What Data Oso Processes

When integrated with AI agent tooling, Oso may process information associated with agent activity and the environment in which the agent operates. This can include:

Agent Interaction Data

Activity generated during interactions with language models or tools:
  • prompts sent to language models
  • model responses
  • tool invocation requests
  • tool responses

Session Metadata

Context associated with the interaction:
  • user identifiers (for example email addresses)
  • IP addresses
  • timestamps
  • session identifiers

Identity and Access Context

Information about users, permissions, and systems that helps evaluate whether an action is expected or risky. Examples may include:
  • identity provider (IdP) information about users
  • permissions or access scopes associated with users or systems
  • access information from connected tools or SaaS applications
This information allows Oso to understand what an agent attempted to do, who initiated it, and whether that behavior aligns with expected permissions and access patterns.

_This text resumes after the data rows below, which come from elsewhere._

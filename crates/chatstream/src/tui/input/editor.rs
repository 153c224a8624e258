//! Message input editor
//!
//! Single-line buffer with a cursor. Submission and cancel decisions are
//! returned to the caller as an [`InputAction`].

use crossterm::event::{KeyCode, KeyModifiers};

/// Longest message the editor accepts, in characters
pub const MAX_INPUT_CHARS: usize = 4000;

/// Result of handling a key in the input
#[derive(Debug, Clone, PartialEq, Eq)]
pub enum InputAction {
    /// Key was consumed, keep editing
    Continue,
    /// Enter pressed with this text
    Submit(String),
    /// Esc pressed
    Cancel,
    /// Key not handled by the editor
    Ignored,
}

#[derive(Debug, Default)]
pub struct InputEditor {
    buffer: String,
    /// Cursor position in characters
    cursor: usize,
}

impl InputEditor {
    pub fn new() -> Self {
        Self::default()
    }

    pub fn text(&self) -> &str {
        &self.buffer
    }

    pub fn cursor(&self) -> usize {
        self.cursor
    }

    pub fn is_empty(&self) -> bool {
        self.buffer.is_empty()
    }

    /// Take the current text, leaving the editor empty
    pub fn take(&mut self) -> String {
        self.cursor = 0;
        std::mem::take(&mut self.buffer)
    }

    /// Handle a key event while the input has focus
    ///
    /// `Enter` hands the text back without clearing it, so the caller can
    /// keep it when the submission is refused.
    pub fn handle_key(&mut self, code: KeyCode, modifiers: KeyModifiers) -> InputAction {
        match code {
            KeyCode::Enter => InputAction::Submit(self.buffer.clone()),
            KeyCode::Esc => InputAction::Cancel,
            KeyCode::Backspace => {
                if self.cursor > 0 {
                    self.cursor -= 1;
                    let at = self.byte_index(self.cursor);
                    self.buffer.remove(at);
                }
                InputAction::Continue
            }
            KeyCode::Delete => {
                if self.cursor < self.char_count() {
                    let at = self.byte_index(self.cursor);
                    self.buffer.remove(at);
                }
                InputAction::Continue
            }
            KeyCode::Left => {
                self.cursor = self.cursor.saturating_sub(1);
                InputAction::Continue
            }
            KeyCode::Right => {
                self.cursor = (self.cursor + 1).min(self.char_count());
                InputAction::Continue
            }
            KeyCode::Home => {
                self.cursor = 0;
                InputAction::Continue
            }
            KeyCode::End => {
                self.cursor = self.char_count();
                InputAction::Continue
            }
            KeyCode::Char(c) if !modifiers.contains(KeyModifiers::CONTROL) => {
                if self.char_count() < MAX_INPUT_CHARS {
                    let at = self.byte_index(self.cursor);
                    self.buffer.insert(at, c);
                    self.cursor += 1;
                }
                InputAction::Continue
            }
            _ => InputAction::Ignored,
        }
    }

    fn char_count(&self) -> usize {
        self.buffer.chars().count()
    }

    fn byte_index(&self, char_pos: usize) -> usize {
        self.buffer
            .char_indices()
            .nth(char_pos)
            .map(|(i, _)| i)
            .unwrap_or(self.buffer.len())
    }
}

#[cfg(test)]
mod tests {
    use super::*;

    fn type_str(editor: &mut InputEditor, text: &str) {
        for c in text.chars() {
            editor.handle_key(KeyCode::Char(c), KeyModifiers::empty());
        }
    }

    #[test]
    fn test_typing_and_submit() {
        let mut editor = InputEditor::new();
        type_str(&mut editor, "Hi");
        assert_eq!(
            editor.handle_key(KeyCode::Enter, KeyModifiers::empty()),
            InputAction::Submit("Hi".to_string())
        );
        // Enter does not clear; the caller decides
        assert_eq!(editor.text(), "Hi");
    }

    #[test]
    fn test_backspace() {
        let mut editor = InputEditor::new();
        type_str(&mut editor, "Test");
        editor.handle_key(KeyCode::Backspace, KeyModifiers::empty());
        assert_eq!(editor.text(), "Tes");
    }

    #[test]
    fn test_cursor_editing_with_multibyte() {
        let mut editor = InputEditor::new();
        type_str(&mut editor, "héllo");
        editor.handle_key(KeyCode::Home, KeyModifiers::empty());
        editor.handle_key(KeyCode::Right, KeyModifiers::empty());
        editor.handle_key(KeyCode::Delete, KeyModifiers::empty());
        assert_eq!(editor.text(), "hllo");
        type_str(&mut editor, "é");
        assert_eq!(editor.text(), "héllo");
        assert_eq!(editor.cursor(), 2);
    }

    #[test]
    fn test_control_chars_are_ignored() {
        let mut editor = InputEditor::new();
        assert_eq!(
            editor.handle_key(KeyCode::Char('c'), KeyModifiers::CONTROL),
            InputAction::Ignored
        );
        assert!(editor.is_empty());
    }

    #[test]
    fn test_take_clears() {
        let mut editor = InputEditor::new();
        type_str(&mut editor, "abc");
        assert_eq!(editor.take(), "abc");
        assert!(editor.is_empty());
        assert_eq!(editor.cursor(), 0);
    }

    #[test]
    fn test_escape_cancels() {
        let mut editor = InputEditor::new();
        assert_eq!(
            editor.handle_key(KeyCode::Esc, KeyModifiers::empty()),
            InputAction::Cancel
        );
    }
}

Why Oso Processes This Data

Security systems must observe behavior in order to detect misuse or unsafe actions. Analyzing activity and related context helps improve the accuracy of these detections. Oso processes agent activity data for several purposes.

Behavior Detection

Analyzing prompts, tool calls, and responses allows the platform to detect patterns associated with unsafe or unexpected agent behavior. Examples may include:
  • unexpected tool usage
  • potential data exfiltration attempts
  • abnormal agent behavior

Investigation and Alert Context

Security teams often need context when investigating alerts. Agent activity data helps provide information about:
  • what action the agent attempted
  • what data or tools were involved
  • the sequence of events surrounding the action

Product Improvement

Real-world usage helps improve detection accuracy. When improving detection capabilities, Oso may use aggregated or anonymized behavioral signals derived from agent activity. These signals capture patterns of behavior rather than specific customer content.

Data Privacy Considerations

AI agent activity may include sensitive information such as proprietary code, credentials, or customer data. Organizations evaluating security tooling for AI agents often need to understand what data the system analyzes and how that data may include sensitive information. Oso is designed with this reality in mind. The platform’s analysis focuses on identifying risky or unexpected behavior during agent activity so organizations can understand and manage how agents interact with their systems.

No-Content Mode

No-Content Mode is an option for organizations that need detection without content retention. When enabled:
  • Prompts, completions, and tool call parameters are not stored. Only tool names are retained from agent events.
  • IP addresses are not stored.
  • Alerts still fire when Oso detects policy violations, but alert details will not include message content.
  • Session metadata (user, device, agent, timing) is still captured.
This mode is useful if your organization has policies against storing LLM conversation content in third-party systems, or if agents regularly handle sensitive data you do not want retained. To enable No-Content Mode for your environment, contact your Oso account team.

Summary

AI agents can interact with internal tools, systems, and data sources. Monitoring that behavior is necessary to detect misuse and enforce security policies. Oso analyzes agent activity to identify risky behavior and provide visibility into how agents operate within an environment.